Diocese Moves to Dismiss Abuse Lawsuits on Constitutional Grounds

By Father Bill Pomerleau
Downloaded February 17, 2003

SPRINGFIELD - Citing numerous precedents, including a 1995 case involving an Episcopal priest in western Massachusetts, the Diocese of Springfield has moved to dismiss lawsuits connected to Father Richard Lavigne on constitutional grounds.

"There are literally hundreds of court cases about this issue," said diocesan attorney John Egan, explaining why the courts should have no jurisdiction over the ordination, assignment, and disciplining of priests.

The diocese is named as a defendant or co-defendant in 14 civil lawsuits filed by alleged victims of Father Lavigne by Greenfield attorney John Stobierski. The suits variously claim that Bishop Joseph Maguire, Bishop Thomas Dupre and/or Father Robert Thrasher negligently supervised Father Lavigne during his years of active ministry.

Stobierski has already sent "demand letters," or requests for specific monetary damages from the diocese, in two of the cases. However, the diocese and its insurers have so far not entered into settlement talks about the lawsuits, Egan told The Catholic Observer.

Instead, the diocese is arguing the substance of Stobierski's cases, which is that the diocese and its leaders acted negligently with its priest personnel policies.

In a case involving Shawn Dobbert of North Adams, the diocese has cited numerous state and federal cases which say that while the church's conduct can be subject to court scrutiny in many areas, the state cannot regulate the free exercise of religion by questioning or defining its theology and religious structure.

"The bishop is entitled to act according to the dictates of his religion," Egan said, noting that diocesan attorneys have provided the court with affidavits about the relationships of clergy to their bishops under canon law.

"A bishop cannot treat a priest like a secular employer does his employees.

"A used car salesman doesn't enter into a lifetime commitment with his employer. His employer isn't under a religious obligation to give him a job," he said.

"This is an argument about church autonomy," Egan added.

The diocese has cited a 1995 decision by the state Supreme Judicial Court, Alberts v. Devine. In that case, the high court ruled that "it is clear that the assessment of an individual's qualifications to be a minister, and the appointment and retirement of ministers, are ecclesiastical matters entitled to constitutional protection against judicial or other State interference."

The diocese also cited a 1995 ruling by Superior Court Judge John Moriarty, who dismissed cases against two Episcopal dioceses and their bishops.
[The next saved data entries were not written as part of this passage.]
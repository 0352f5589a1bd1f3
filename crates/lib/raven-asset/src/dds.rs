//! DDS container for `DXGI_FORMAT_R32G32B32_FLOAT` cubemaps.
//!
//! ```text
//! | "DDS " | DDS_HEADER (124) | DDS_HEADER_DXT10 (20) | PX mips | NX mips | PY mips | NY mips | PZ mips | NZ mips |
//! ```

use byteorder::{ByteOrder, LittleEndian};

use raven_ibl::{Cubemap, Face, ImagePlane, TEXEL_SIZE};

use crate::DdsError;

const DDS_MAGIC: u32 = 0x2053_4444; // "DDS "
const DX10_FOURCC: u32 = 0x3031_5844; // "DX10"
pub const DXGI_FORMAT_R32G32B32_FLOAT: u32 = 6;

const HEADER_SIZE: u32 = 124;
const PIXEL_FORMAT_SIZE: u32 = 32;
const PAYLOAD_OFFSET: usize = 4 + HEADER_SIZE as usize + 20;

// byte offsets from the start of the file
const OFFSET_HEADER_SIZE: usize = 4;
const OFFSET_FLAGS: usize = 8;
const OFFSET_HEIGHT: usize = 12;
const OFFSET_WIDTH: usize = 16;
const OFFSET_PITCH: usize = 20;
const OFFSET_MIP_COUNT: usize = 28;
const OFFSET_PF_SIZE: usize = 76;
const OFFSET_PF_FLAGS: usize = 80;
const OFFSET_PF_FOURCC: usize = 84;
const OFFSET_CAPS: usize = 108;
const OFFSET_CAPS2: usize = 112;
const OFFSET_DXGI_FORMAT: usize = 128;
const OFFSET_RESOURCE_DIMENSION: usize = 132;
const OFFSET_MISC_FLAG: usize = 136;
const OFFSET_ARRAY_SIZE: usize = 140;

const DDSD_CAPS: u32 = 0x1;
const DDSD_HEIGHT: u32 = 0x2;
const DDSD_WIDTH: u32 = 0x4;
const DDSD_PITCH: u32 = 0x8;
const DDSD_PIXELFORMAT: u32 = 0x1000;
const DDSD_MIPMAPCOUNT: u32 = 0x20000;
const DDPF_FOURCC: u32 = 0x4;
const DDSCAPS_COMPLEX: u32 = 0x8;
const DDSCAPS_TEXTURE: u32 = 0x1000;
const DDSCAPS2_CUBEMAP: u32 = 0x200;
const DDSCAPS2_CUBEMAP_ALLFACES: u32 = 0xFC00;
const RESOURCE_DIMENSION_TEXTURE2D: u32 = 3;
const RESOURCE_MISC_TEXTURECUBE: u32 = 0x4;

/// A decoded cube texture. Only mip 0 of each face is exposed, the rest of the
/// file is kept untouched so that saving reproduces it.
#[derive(Debug, Clone)]
pub struct DdsCubemap {
    bytes: Vec<u8>,
    dimension: usize,
    mip_count: usize,
    face_stride: usize,
}

#[inline]
fn read_u32(bytes: &[u8], offset: usize) -> u32 {
    LittleEndian::read_u32(&bytes[offset..offset + 4])
}

#[inline]
fn write_u32(bytes: &mut [u8], offset: usize, value: u32) {
    LittleEndian::write_u32(&mut bytes[offset..offset + 4], value);
}

/// Number of levels of a full mip chain, `floor(log2(dimension)) + 1`.
#[inline]
fn max_mip_count(dimension: usize) -> usize {
    (usize::BITS - dimension.leading_zeros()) as usize
}

/// Bytes of one face including its whole mip chain, `None` on overflow.
/// `mip_count` must not exceed [`max_mip_count`].
fn face_stride(dimension: usize, mip_count: usize) -> Option<usize> {
    (0..mip_count)
        .map(|level| (dimension >> level).max(1))
        .try_fold(0usize, |sum, d| {
            d.checked_mul(d)?.checked_mul(TEXEL_SIZE)?.checked_add(sum)
        })
}

/// Size of the whole file, `None` on overflow.
fn file_size(face_stride: usize) -> Option<usize> {
    face_stride.checked_mul(Face::COUNT)?.checked_add(PAYLOAD_OFFSET)
}

impl DdsCubemap {
    /// A fresh single-mip cube with every texel zeroed.
    pub fn new(dimension: usize) -> Self {
        let face_stride = face_stride(dimension, 1)
            .unwrap_or_else(|| panic!("Cubemap dimension {} is too large!", dimension));
        let size = file_size(face_stride)
            .unwrap_or_else(|| panic!("Cubemap dimension {} is too large!", dimension));
        let mut bytes = vec![0u8; size];

        write_u32(&mut bytes, 0, DDS_MAGIC);
        write_u32(&mut bytes, OFFSET_HEADER_SIZE, HEADER_SIZE);
        write_u32(&mut bytes, OFFSET_FLAGS, DDSD_CAPS | DDSD_HEIGHT | DDSD_WIDTH | DDSD_PITCH | DDSD_PIXELFORMAT | DDSD_MIPMAPCOUNT);
        write_u32(&mut bytes, OFFSET_HEIGHT, dimension as u32);
        write_u32(&mut bytes, OFFSET_WIDTH, dimension as u32);
        write_u32(&mut bytes, OFFSET_PITCH, (dimension * TEXEL_SIZE) as u32);
        write_u32(&mut bytes, OFFSET_MIP_COUNT, 1);
        write_u32(&mut bytes, OFFSET_PF_SIZE, PIXEL_FORMAT_SIZE);
        write_u32(&mut bytes, OFFSET_PF_FLAGS, DDPF_FOURCC);
        write_u32(&mut bytes, OFFSET_PF_FOURCC, DX10_FOURCC);
        write_u32(&mut bytes, OFFSET_CAPS, DDSCAPS_TEXTURE | DDSCAPS_COMPLEX);
        write_u32(&mut bytes, OFFSET_CAPS2, DDSCAPS2_CUBEMAP | DDSCAPS2_CUBEMAP_ALLFACES);
        write_u32(&mut bytes, OFFSET_DXGI_FORMAT, DXGI_FORMAT_R32G32B32_FLOAT);
        write_u32(&mut bytes, OFFSET_RESOURCE_DIMENSION, RESOURCE_DIMENSION_TEXTURE2D);
        write_u32(&mut bytes, OFFSET_MISC_FLAG, RESOURCE_MISC_TEXTURECUBE);
        write_u32(&mut bytes, OFFSET_ARRAY_SIZE, 1);

        Self {
            bytes,
            dimension,
            mip_count: 1,
            face_stride,
        }
    }

    /// Validate and copy a DDS file.
    pub fn parse(bytes: &[u8]) -> Result<Self, DdsError> {
        if bytes.len() < PAYLOAD_OFFSET {
            // a short foreign file is reported by its magic
            if bytes.len() >= 4 && read_u32(bytes, 0) != DDS_MAGIC {
                return Err(DdsError::BadMagic(read_u32(bytes, 0)));
            }
            return Err(DdsError::TooShort(bytes.len()));
        }

        let magic = read_u32(bytes, 0);
        if magic != DDS_MAGIC {
            return Err(DdsError::BadMagic(magic));
        }

        let header_size = read_u32(bytes, OFFSET_HEADER_SIZE);
        if header_size != HEADER_SIZE {
            return Err(DdsError::BadHeaderSize(header_size));
        }

        if read_u32(bytes, OFFSET_PF_FLAGS) & DDPF_FOURCC == 0 || read_u32(bytes, OFFSET_PF_FOURCC) != DX10_FOURCC {
            return Err(DdsError::NotDx10);
        }

        let format = read_u32(bytes, OFFSET_DXGI_FORMAT);
        if format != DXGI_FORMAT_R32G32B32_FLOAT {
            return Err(DdsError::UnsupportedFormat(format));
        }

        let caps2 = read_u32(bytes, OFFSET_CAPS2);
        let cube_in_caps = caps2 & DDSCAPS2_CUBEMAP != 0 && caps2 & DDSCAPS2_CUBEMAP_ALLFACES == DDSCAPS2_CUBEMAP_ALLFACES;
        let cube_in_misc = read_u32(bytes, OFFSET_MISC_FLAG) & RESOURCE_MISC_TEXTURECUBE != 0;
        if read_u32(bytes, OFFSET_RESOURCE_DIMENSION) != RESOURCE_DIMENSION_TEXTURE2D || !(cube_in_caps || cube_in_misc) {
            return Err(DdsError::NotCubemap);
        }

        let width = read_u32(bytes, OFFSET_WIDTH);
        let height = read_u32(bytes, OFFSET_HEIGHT);
        if width != height || width == 0 {
            return Err(DdsError::NotSquare { width, height });
        }

        let array_size = read_u32(bytes, OFFSET_ARRAY_SIZE);
        if array_size != 1 {
            return Err(DdsError::UnsupportedArraySize(array_size));
        }

        let dimension = width as usize;
        let mip_count = if read_u32(bytes, OFFSET_FLAGS) & DDSD_MIPMAPCOUNT != 0 {
            (read_u32(bytes, OFFSET_MIP_COUNT) as usize).max(1)
        } else {
            1
        };

        let max_mips = max_mip_count(dimension);
        if mip_count > max_mips {
            return Err(DdsError::TooManyMips { mip_count, max: max_mips });
        }

        let face_stride = face_stride(dimension, mip_count)
            .ok_or(DdsError::SizeOverflow { dimension, mip_count })?;
        let expected = file_size(face_stride)
            .ok_or(DdsError::SizeOverflow { dimension, mip_count })?;
        if bytes.len() < expected {
            return Err(DdsError::Truncated { expected, actual: bytes.len() });
        }

        log::debug!("DDS cubemap {}x{} with {} mip level(s)", dimension, dimension, mip_count);

        Ok(Self {
            bytes: bytes.to_vec(),
            dimension,
            mip_count,
            face_stride,
        })
    }

    #[inline]
    pub fn dimension(&self) -> usize {
        self.dimension
    }

    #[inline]
    pub fn mip_count(&self) -> usize {
        self.mip_count
    }

    /// The whole file, header and every mip level included.
    pub fn to_bytes(&self) -> Vec<u8> {
        self.bytes.clone()
    }

    pub fn as_bytes(&self) -> &[u8] {
        &self.bytes
    }

    /// Mip 0 of `face`, tightly packed.
    pub fn face_bytes(&self, face: Face) -> &[u8] {
        let start = self.face_offset(face);
        &self.bytes[start..start + self.face_size()]
    }

    /// Read-only cubemap whose faces alias mip 0 of this container.
    pub fn cubemap(&self) -> Cubemap<'_> {
        let mut cubemap = Cubemap::new(self.dimension);
        for face in Face::ALL {
            cubemap.set_face(face, ImagePlane::wrap(self.face_bytes(face), self.dimension, self.dimension));
        }
        cubemap
    }

    /// Writable cubemap whose faces alias mip 0 of this container.
    pub fn cubemap_mut(&mut self) -> Cubemap<'_> {
        let dimension = self.dimension;
        let face_size = self.face_size();
        let stride = self.face_stride;

        let mut cubemap = Cubemap::new(dimension);
        let payload = &mut self.bytes[PAYLOAD_OFFSET..];
        for (face, chunk) in Face::ALL.into_iter().zip(payload.chunks_exact_mut(stride)) {
            cubemap.set_face(face, ImagePlane::wrap_mut(&mut chunk[..face_size], dimension, dimension));
        }
        cubemap
    }

    #[inline]
    fn face_size(&self) -> usize {
        self.dimension * self.dimension * TEXEL_SIZE
    }

    #[inline]
    fn face_offset(&self, face: Face) -> usize {
        PAYLOAD_OFFSET + face.index() * self.face_stride
    }
}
The plaintiffs tried to sue the church because it restored to ministry a priest who had committed adultery.

One plaintiff, a woman who had an affair with the priest, argued that each of three bishops was negligent for "his failure to appropriately guide, treat and supervise" the priest "or initiate action to remove" him "from the priesthood."

"The plaintiffs, in short, seek recovery for what has been termed 'clergy malpractice.' Insofar as I am aware, neither our legislature nor our appellate courts have ever recognized a cause of action for 'clerical malpractice' Indeed, such a case of action has been uniformly rejected by the states that have considered it," Judge Moriarty ruled.
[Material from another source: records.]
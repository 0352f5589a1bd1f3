use glam::{Vec3, DVec3};

/// Read a 3-vector as a color.
pub trait ColorAccess {
    type Scalar;

    fn from_rgb(r: Self::Scalar, g: Self::Scalar, b: Self::Scalar) -> Self;

    fn r(&self) -> Self::Scalar;
    fn g(&self) -> Self::Scalar;
    fn b(&self) -> Self::Scalar;
}

impl ColorAccess for Vec3 {
    type Scalar = f32;

    #[inline]
    fn from_rgb(r: f32, g: f32, b: f32) -> Self {
        Vec3::new(r, g, b)
    }

    #[inline]
    fn r(&self) -> f32 { self.x }
    #[inline]
    fn g(&self) -> f32 { self.y }
    #[inline]
    fn b(&self) -> f32 { self.z }
}

impl ColorAccess for DVec3 {
    type Scalar = f64;

    #[inline]
    fn from_rgb(r: f64, g: f64, b: f64) -> Self {
        DVec3::new(r, g, b)
    }

    #[inline]
    fn r(&self) -> f64 { self.x }
    #[inline]
    fn g(&self) -> f64 { self.y }
    #[inline]
    fn b(&self) -> f64 { self.z }
}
Stobierski told the Observer that he is not arguing a case for clergy malpractice.

"What the Constitution does not protect is negligent conduct that results in harm to persons. These cases are about the negligent retention and hiring of Father Lavigne," he said.
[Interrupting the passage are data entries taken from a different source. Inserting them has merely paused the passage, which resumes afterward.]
//! SH coefficients as JSON: an array of nine `[r, g, b]` arrays in basis order.

use serde_json::Value;

use raven_ibl::ShCoefficients;
use raven_math::{ColorAccess, DVec3};

use crate::ShJsonError;

pub fn to_json_string(sh: &ShCoefficients) -> String {
    let rows = sh.iter()
        .map(|c| Value::from(vec![c.r(), c.g(), c.b()]))
        .collect::<Vec<_>>();

    Value::Array(rows).to_string()
}

pub fn from_json_str(json: &str) -> Result<ShCoefficients, ShJsonError> {
    let value: Value = serde_json::from_str(json)?;

    let rows = match value.as_array() {
        Some(rows) if rows.len() == ShCoefficients::COUNT => rows,
        Some(rows) => return Err(ShJsonError::CoefficientCount(rows.len())),
        None => return Err(ShJsonError::CoefficientCount(0)),
    };

    let mut sh = ShCoefficients::zero();
    for (index, row) in rows.iter().enumerate() {
        let channels = row.as_array()
            .filter(|channels| channels.len() == 3)
            .ok_or(ShJsonError::BadCoefficient { index })?;

        let mut rgb = [0.0; 3];
        for (c, channel) in rgb.iter_mut().zip(channels) {
            *c = channel.as_f64().ok_or(ShJsonError::BadCoefficient { index })?;
        }
        sh[index] = DVec3::from_rgb(rgb[0], rgb[1], rgb[2]);
    }
    Ok(sh)
}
Stobierski has asked that the diocese's motion be heard by Superior Court Judge Constance Sweeney, who is hearing similar constitutional arguments raised by the Archdiocese of Boston in arguments about hundreds of clergy abuse lawsuits its faces.

The Greenfield lawyer argued that having Judge Sweeney rule on the constitutional issue would "avoid duplication of effort and the potential for conflicting rulings." He has also asked that all Springfield cases be consolidated under one judge, preferably Sweeney.

Judge Sweeney is expected to rule on the Boston motions within the next few weeks.

But it is far from clear that Springfield's cases will be heard by the controversial jurist.

Although hundreds of cases from several Massachusetts counties were placed under Judge Sweeney's jurisdiction last year, the consolidation only occurred when the Archdiocese of Boston and nearly all of the attorneys for victims suing it agreed to simplify court proceedings by placing them in one court.

That is not the case in Springfield. Each case against the diocese is being heard within the local court where it was filed, Egan told the Observer.